Sugarloaf
Sugarloaf
Produit par Frank Slay
1- Green-Eyed Lady / 2- The Train Kept A-Rollin' (Stroll On) / 3- Bach Doors Man / Chest Fever / 4- West Of Tomorrow / 5- Gold And The Blues / 6- Things Gonna Change Some
Le Colorado, Etat des Rocheuses, à plus de 1200 km de San Francisco, centre névralgique du rock US psychédélique dans les années 1960. C’est le décor dans lequel naquit Sugarloaf, dont les racines descendent des Moonrakers (dont il existe quelques traces), sur lesquels Chocolate Hair a bâti ses fondations : ils changent de nom au moment d’enregistrer leur premier album éponyme.
Si le groupe évoque peu de choses actuellement, il a connu un bref succès avec son tube "Green-Eyed Lady" (quand Van Morrison chantait "Brown-Eyed Girl" deux ans plus tôt), une découverte récente pour ma part à laquelle j’ai directement accrochée. Le titre ouvre l’album et il faut absolument écouter cette version plutôt que celle offerte aux radios, largement rabotée de plus de quatre minutes, et perdant ainsi tout son sel. Il faut s’arrêter sur le groove de la ligne de basse, dans l’esprit de ce que propose plus tard Herbie Hancock. Les claviers donnent une chaleur incroyable au morceau et proposent des chorus puissants, très bien composés, tandis que la guitare se lâche dans un solo en accords. Le contraste entre le côté funky et quelques passages légèrement angoissants (aux claviers, ou quelques choix tonals à peine étranges) apporte un relief à ce coup de maître. Bref, ce titre feel-good est un chef-d’œuvre de cette époque hippie.
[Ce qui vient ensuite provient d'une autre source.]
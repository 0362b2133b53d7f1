// SPDX-License-Identifier: AGPL-3.0-or-later
// © 2025 Ryo ∴ SpiralArchitect (kishkavsesvit@icloud.com)
// Part of SpiralTorch — Licensed under AGPL-3.0-or-later.
// Unauthorized derivative works or closed redistribution prohibited under AGPL §13.

//! Per-invocation random draws, injected into every stage that needs them.

use rand::Rng;
use rand_distr::StandardNormal;

/// Source of the random decisions taken while executing a graph.
///
/// Stages never own a generator; the caller passes one per invocation so that
/// tests can script the draws and batches can be seeded independently.
pub trait RandomSource {
    /// Uniform sample in `[low, high)`. Returns `low` when the range is empty.
    fn uniform(&mut self, low: f32, high: f32) -> f32;

    /// Standard normal sample scaled by `std` and shifted by `mean`.
    fn normal(&mut self, mean: f32, std: f32) -> f32;

    /// Uniform integer in `0..=upper`.
    fn index(&mut self, upper: usize) -> usize;

    /// `true` with probability `p`.
    fn bernoulli(&mut self, p: f32) -> bool {
        self.uniform(0.0, 1.0) < p
    }
}

/// Adapts any `rand` generator to [`RandomSource`].
#[derive(Clone, Debug)]
pub struct RngSource<R> {
    rng: R,
}

impl<R: Rng> RngSource<R> {
    pub fn new(rng: R) -> Self {
        Self { rng }
    }

    pub fn into_inner(self) -> R {
        self.rng
    }
}

impl<R: Rng> RandomSource for RngSource<R> {
    fn uniform(&mut self, low: f32, high: f32) -> f32 {
        if high > low {
            self.rng.gen_range(low..high)
        } else {
            low
        }
    }

    fn normal(&mut self, mean: f32, std: f32) -> f32 {
        let z: f32 = self.rng.sample(StandardNormal);
        mean + std * z
    }

    fn index(&mut self, upper: usize) -> usize {
        self.rng.gen_range(0..=upper)
    }

    fn bernoulli(&mut self, p: f32) -> bool {
        self.rng.gen::<f32>() < p
    }
}

#[cfg(test)]
mod tests {
    use super::*;
    use rand::{rngs::StdRng, SeedableRng};

    #[test]
    fn uniform_respects_bounds() {
        let mut source = RngSource::new(StdRng::seed_from_u64(3));
        for _ in 0..256 {
            let value = source.uniform(0.5, 2.0);
            assert!((0.5..2.0).contains(&value));
        }
        assert_eq!(source.uniform(1.0, 1.0), 1.0);
    }

    #[test]
    fn index_is_inclusive() {
        let mut source = RngSource::new(StdRng::seed_from_u64(5));
        let mut seen = [false; 3];
        for _ in 0..256 {
            seen[source.index(2)] = true;
        }
        assert!(seen.iter().all(|hit| *hit));
        assert_eq!(source.index(0), 0);
    }

    #[test]
    fn bernoulli_extremes() {
        let mut source = RngSource::new(StdRng::seed_from_u64(9));
        assert!((0..64).all(|_| !source.bernoulli(0.0)));
        assert!((0..64).all(|_| source.bernoulli(1.0)));
    }
}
Mais si Sugarloaf propose une musique typiquement américaine de la fin des 1960’s, il trouve également son inspiration chez les camarades anglais en reprenant le titre proto-hard-rock des Yardbyrds "Train Kept-a-Rolkin’" (qui est déjà déjà reprise de Tiny Bradshaw : un aller-retour transatlantique en somme). Ici par contre, les instruments sont rois puisque les paroles ont été enlevées. Cette inspiration britannique se retrouve dans quelques digressions progressives. Si "Bach-Doors Man/Chest Fever" demeure un titre psychédélique avec des claviers à la Deep Purple Mark 1 (il y a du "Hush » dans les claviers et la guitare), sa longueur et ses emprunts à Bach en introduction (remarquez le jeu de mot) témoignent d’audaces qui feront les belles heures de ce genre encore émergeant. Il en va de même pour les notes introductives de "West of Tomorrow" - titre plus quelconque par ailleurs -, des harmoniques dont Steve Howe fit une marque de fabrique de Yes.
La deuxième face est moins aventureuse et moins intéressante même si le tout est bien exécuté. On a le droit à un long blues agrémenté de claviers ("God and the Blues") qui permet au guitariste de se lâcher. "Things Gonna Change" possède de bonnes idées (bon feeling, bon chorus, quelques transitions intéressantes) mais demeure plus classique. C’est l’harmonie entre les musiciens qui se confirme sur ce titre. Car un élément revient finalement, c’est la qualité du jeu qui est, surtout pour l’époque, remarquable, et ce de la section rythmique en passant par les solistes.
Regardez par la fenêtre, il fait beau en ce moment, mais vous êtes enfermés chez vous. Prenez donc un peu de soleil dans les oreilles avec cette petite parenthèse à l’orée des 1970’s. Si ce n’est pas l’album de la décennie, c’est tout de même un vrai bon moment de rock en perspective.